Two words, an expert only needs to hear the keyword and understand it instantly without any need for words.
Think about it, for this kind of interventional surgery, how to do internal fixation has always been a big problem.
Through small blood vessels, do you want to insert pliers, needles and threads to perform sutures like surgery? You need to wait for breakthroughs in basic disciplines such as physics and materials science before you can imagine.
How to fix without suturing?
Doctors learn from common sense in daily life.
For example, when there is a flood to rescue people, how do firefighters throw a rope in the water and fix the other end of the rope?
There are ways to do this, such as making a loop with the rope and throwing it into the water where there are rocks or other fixed objects to tie it.
Sometimes the rope does not float back after being thrown away. It turns out that the other end of the rope falls into the whirlpool in the opposite corner. The other end of the rope will be stirred by the whirlpool. If you don't pull it forcefully, it will not come back.
These common sense of daily life are all used by doctors to perform interventional surgeries.
Through the description of the two methods, you will find that no matter which method you want to have a fixed foundation, you must have a point that allows the rope to be easily hooked.
To put it bluntly, firefighters are borrowing the topography and location. Doctors need to borrow the topography and location of the patient's own heart structure.
Some patients have different terrains than ordinary people. If it is not suitable, the operation will be finished.
Shin You-hwan had to explain a few more sentences, explaining his failure in detail: "The last time the patient came for a cardiac examination, he did an echocardiogram."

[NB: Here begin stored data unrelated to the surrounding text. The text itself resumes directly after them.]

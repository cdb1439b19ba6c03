use chrono::{DateTime, Duration, Utc};
use serde_json::Value;
use std::collections::{HashMap, VecDeque};
use std::sync::{Arc, Mutex};

const MAX_ENTRIES: usize = 500;
const DEFAULT_TTL_SECS: i64 = 5 * 60;
pub const SWEEP_INTERVAL: std::time::Duration = std::time::Duration::from_secs(60);

struct Entry {
    value: Value,
    expires_at: DateTime<Utc>,
}

#[derive(Default)]
struct Store {
    entries: HashMap<String, Entry>,
    // insertion order, oldest first; eviction is insertion-order, not LRU
    order: VecDeque<String>,
}

impl Store {
    fn remove(&mut self, key: &str) {
        if self.entries.remove(key).is_some() {
            self.order.retain(|k| k.as_str() != key);
        }
    }

    fn sweep(&mut self, now: DateTime<Utc>) -> usize {
        let before = self.entries.len();
        self.entries.retain(|_, entry| entry.expires_at > now);
        self.order.retain(|key| self.entries.contains_key(key));
        before - self.entries.len()
    }
}

/// Read-through cache for GET-style responses, keyed by URL plus query.
/// Bounded; under pressure expired entries go first, then the
/// oldest-inserted one.
#[derive(Clone)]
pub struct ResponseCache {
    store: Arc<Mutex<Store>>,
    capacity: usize,
    default_ttl: Duration,
}

impl Default for ResponseCache {
    fn default() -> Self {
        Self::new()
    }
}

impl ResponseCache {
    pub fn new() -> Self {
        Self::with_capacity(MAX_ENTRIES, Duration::seconds(DEFAULT_TTL_SECS))
    }

    pub fn with_capacity(capacity: usize, default_ttl: Duration) -> Self {
        Self {
            store: Arc::new(Mutex::new(Store::default())),
            capacity,
            default_ttl,
        }
    }

    /// `None` on miss or expiry; an expired entry is evicted on the spot.
    pub fn get(&self, key: &str) -> Option<Value> {
        let mut store = self.store.lock().unwrap();
        match store.entries.get(key) {
            Some(entry) if entry.expires_at > Utc::now() => Some(entry.value.clone()),
            Some(_) => {
                store.remove(key);
                None
            }
            None => None,
        }
    }

    pub fn set(&self, key: &str, value: Value, ttl: Option<Duration>) {
        let now = Utc::now();
        let mut store = self.store.lock().unwrap();
        if !store.entries.contains_key(key) && store.entries.len() >= self.capacity {
            if store.sweep(now) == 0 {
                if let Some(oldest) = store.order.pop_front() {
                    store.entries.remove(&oldest);
                }
            }
        }
        if store.entries.contains_key(key) {
            store.order.retain(|k| k.as_str() != key);
        }
        store.order.push_back(key.into());
        store.entries.insert(
            key.into(),
            Entry {
                value,
                expires_at: now + ttl.unwrap_or(self.default_ttl),
            },
        );
    }

    /// Removes one key, or everything when no key is given.
    pub fn clear(&self, key: Option<&str>) {
        let mut store = self.store.lock().unwrap();
        match key {
            Some(key) => store.remove(key),
            None => {
                store.entries.clear();
                store.order.clear();
            }
        }
    }

    /// Removes every key containing `pattern`.
    pub fn clear_pattern(&self, pattern: &str) {
        let mut store = self.store.lock().unwrap();
        store.entries.retain(|key, _| !key.contains(pattern));
        let retained: Vec<_> = store
            .order
            .iter()
            .filter(|key| store.entries.contains_key(*key))
            .cloned()
            .collect();
        store.order = retained.into();
    }

    pub fn clear_dashboard(&self) {
        self.clear_pattern("/dashboard");
    }

    pub fn clear_projects(&self) {
        self.clear_pattern("/projects");
    }

    pub fn len(&self) -> usize {
        self.store.lock().unwrap().entries.len()
    }

    pub fn is_empty(&self) -> bool {
        self.len() == 0
    }

    /// Drops expired entries, returning how many were purged.
    pub fn sweep(&self) -> usize {
        self.store.lock().unwrap().sweep(Utc::now())
    }

    /// Purges expired entries on a fixed timer, independent of access
    /// patterns.
    pub fn spawn_sweeper(&self, period: std::time::Duration) -> tokio::task::JoinHandle<()> {
        let cache = self.clone();
        tokio::spawn(async move {
            let mut interval = tokio::time::interval(period);
            loop {
                interval.tick().await;
                let purged = cache.sweep();
                if purged > 0 {
                    tracing::debug!(purged, "cache sweep");
                }
            }
        })
    }
}

#[cfg(test)]
mod tests {
    use super::*;
    use serde_json::json;

    #[test]
    fn expired_entry_reads_as_miss_and_is_evicted() {
        let cache = ResponseCache::new();
        cache.set("/api/x", json!({"n": 1}), Some(Duration::milliseconds(100)));
        assert_eq!(cache.get("/api/x"), Some(json!({"n": 1})));
        std::thread::sleep(std::time::Duration::from_millis(150));
        assert_eq!(cache.get("/api/x"), None);
        assert_eq!(cache.len(), 0);
    }

    #[test]
    fn eviction_under_pressure_drops_oldest_inserted() {
        let cache = ResponseCache::with_capacity(3, Duration::minutes(5));
        cache.set("/a", json!(1), None);
        cache.set("/b", json!(2), None);
        cache.set("/c", json!(3), None);
        cache.set("/d", json!(4), None);
        assert_eq!(cache.len(), 3);
        assert_eq!(cache.get("/a"), None);
        assert_eq!(cache.get("/b"), Some(json!(2)));
        assert_eq!(cache.get("/d"), Some(json!(4)));
    }

    #[test]
    fn pressure_prefers_expired_entries() {
        let cache = ResponseCache::with_capacity(2, Duration::minutes(5));
        cache.set("/stale", json!(1), Some(Duration::milliseconds(50)));
        cache.set("/fresh", json!(2), None);
        std::thread::sleep(std::time::Duration::from_millis(80));
        cache.set("/new", json!(3), None);
        // the expired entry was reclaimed, the fresh oldest one survives
        assert_eq!(cache.get("/fresh"), Some(json!(2)));
        assert_eq!(cache.get("/new"), Some(json!(3)));
    }

    #[test]
    fn overwrite_does_not_grow_the_store() {
        let cache = ResponseCache::with_capacity(2, Duration::minutes(5));
        cache.set("/a", json!(1), None);
        cache.set("/a", json!(2), None);
        assert_eq!(cache.len(), 1);
        assert_eq!(cache.get("/a"), Some(json!(2)));
    }

    #[test]
    fn clear_pattern_removes_matching_keys_only() {
        let cache = ResponseCache::new();
        cache.set("/dashboard/summary", json!(1), None);
        cache.set("/dashboard/tasks?page=1", json!(2), None);
        cache.set("/projects/7", json!(3), None);
        cache.clear_dashboard();
        assert_eq!(cache.get("/dashboard/summary"), None);
        assert_eq!(cache.get("/dashboard/tasks?page=1"), None);
        assert_eq!(cache.get("/projects/7"), Some(json!(3)));
    }

    #[test]
    fn clear_without_key_empties_everything() {
        let cache = ResponseCache::new();
        cache.set("/a", json!(1), None);
        cache.set("/b", json!(2), None);
        cache.clear(Some("/a"));
        assert_eq!(cache.len(), 1);
        cache.clear(None);
        assert!(cache.is_empty());
    }

    #[tokio::test]
    async fn sweeper_purges_expired_entries() {
        let cache = ResponseCache::new();
        cache.set("/a", json!(1), Some(Duration::milliseconds(10)));
        cache.set("/b", json!(2), None);
        let sweeper = cache.spawn_sweeper(std::time::Duration::from_millis(30));
        tokio::time::sleep(std::time::Duration::from_millis(100)).await;
        sweeper.abort();
        assert_eq!(cache.len(), 1);
    }
}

Neither echocardiography, nor electrocardiography, nor coronary stent surgery is strong in the detailed examination of the myocardial structure of the heart. Instead, as in Shou'er's case, the patient should be given a magnetic resonance imaging of the heart.
Examination. Since this patient did not have symptoms such as cardiomyopathy before, the doctor did not focus on this aspect and therefore did not prescribe such an examination.
It just so happened that during this surgery, the electrode was placed. If the electrode was placed in the right ventricle, the doctor would need to use the active fixation method mentioned above.
The anatomical feature of the right ventricle is that its internal surface has abundant structures such as ridged trabeculae, such as multiple small piles, and the wire head is made into a circular sleeve, which is very easy to fix.
As mentioned above, cardiac magnetic resonance is required to clearly detect trabecular problems, so Shin You-hwan and others did not know before the operation that the patient's internal surface structure of the right ventricle might have changed.
It is most likely that the patient's physical indicators have deteriorated greatly due to his advanced age, the trabeculae at the apex of the right ventricle have atrophied, and the electrical activity has decreased. As a result, the doctor could not put the electrode on or stimulate it, causing the operation to fail.
If it cannot be placed in the right ventricle, it can be placed in the right atrium.
The same cannot be said for the right atrium. The right atrium does not have ridged trabeculae like the right ventricle, but it does have a right atrial appendage. For ordinary people, a steel wire sends the electrode to the right atrial appendage for the right atrial appendage to hook the electrode.
The problem today is blind insertion. Without fluoroscopy, if the doctor wants to accurately deliver the wire to the right atrial appendage and hook it, he will have to be lucky. If the right atrial appendage is not used, the doctor can use another one during routine surgery.
This method uses active fixation of the pacing lead to actively fix it on the right atrium wall. The characteristic of this active fixation of the pacing lead is that there are screws on it. Place it on the selected atrial wall and rotate it to tighten the electrode.
Go up. In the same way, for the blind insertion done today, do you dare to twist it without seeing through it?